(Data under study begins)

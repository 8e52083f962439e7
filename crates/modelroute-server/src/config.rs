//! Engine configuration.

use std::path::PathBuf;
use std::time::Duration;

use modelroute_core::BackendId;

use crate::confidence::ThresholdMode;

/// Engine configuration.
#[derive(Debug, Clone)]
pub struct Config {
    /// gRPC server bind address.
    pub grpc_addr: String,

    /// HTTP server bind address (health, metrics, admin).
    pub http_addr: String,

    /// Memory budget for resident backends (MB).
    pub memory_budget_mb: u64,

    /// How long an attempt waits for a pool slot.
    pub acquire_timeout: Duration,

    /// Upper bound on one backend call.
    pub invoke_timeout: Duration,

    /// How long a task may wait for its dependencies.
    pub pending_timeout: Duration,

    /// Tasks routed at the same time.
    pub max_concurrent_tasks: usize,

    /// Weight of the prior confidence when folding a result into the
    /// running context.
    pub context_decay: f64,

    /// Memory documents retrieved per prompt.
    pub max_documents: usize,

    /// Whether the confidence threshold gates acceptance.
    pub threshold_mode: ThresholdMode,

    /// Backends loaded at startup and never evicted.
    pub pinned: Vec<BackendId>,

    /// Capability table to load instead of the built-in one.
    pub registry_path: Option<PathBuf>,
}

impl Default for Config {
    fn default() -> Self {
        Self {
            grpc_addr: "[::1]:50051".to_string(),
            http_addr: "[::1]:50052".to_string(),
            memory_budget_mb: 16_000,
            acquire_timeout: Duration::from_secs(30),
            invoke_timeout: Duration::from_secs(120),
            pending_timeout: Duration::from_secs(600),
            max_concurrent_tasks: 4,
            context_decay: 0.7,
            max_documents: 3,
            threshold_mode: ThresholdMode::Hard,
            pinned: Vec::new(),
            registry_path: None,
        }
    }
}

(Data under study ends)

§ **Required action**: All of the data above needs to be transcribed verbatim.

§ **Exercise output**:
repository 8e52083f962439e7
filename crates/modelroute-server/src/config.rs
//! Engine configuration.

use std::path::PathBuf;
use std::time::Duration;

use modelroute_core::BackendId;

use crate::confidence::ThresholdMode;

/// Engine configuration.
#[derive(Debug, Clone)]
pub struct Config {
    /// gRPC server bind address.
    pub grpc_addr: String,

    /// HTTP server bind address (health, metrics, admin).
    pub http_addr: String,

    /// Memory budget for resident backends (MB).
    pub memory_budget_mb: u64,

    /// How long an attempt waits for a pool slot.
    pub acquire_timeout: Duration,

    /// Upper bound on one backend call.
    pub invoke_timeout: Duration,

    /// How long a task may wait for its dependencies.
    pub pending_timeout: Duration,

    /// Tasks routed at the same time.
    pub max_concurrent_tasks: usize,

    /// Weight of the prior confidence when folding a result into the
    /// running context.
    pub context_decay: f64,

    /// Memory documents retrieved per prompt.
    pub max_documents: usize,

    /// Whether the confidence threshold gates acceptance.
    pub threshold_mode: ThresholdMode,

    /// Backends loaded at startup and never evicted.
    pub pinned: Vec<BackendId>,

    /// Capability table to load instead of the built-in one.
    pub registry_path: Option<PathBuf>,
}

impl Default for Config {
    fn default() -> Self {
        Self {
            grpc_addr: "[::1]:50051".to_string(),
            http_addr: "[::1]:50052".to_string(),
            memory_budget_mb: 16_000,
            acquire_timeout: Duration::from_secs(30),
            invoke_timeout: Duration::from_secs(120),
            pending_timeout: Duration::from_secs(600),
            max_concurrent_tasks: 4,
            context_decay: 0.7,
            max_documents: 3,
            threshold_mode: ThresholdMode::Hard,
            pinned: Vec::new(),
            registry_path: None,
        }
    }
}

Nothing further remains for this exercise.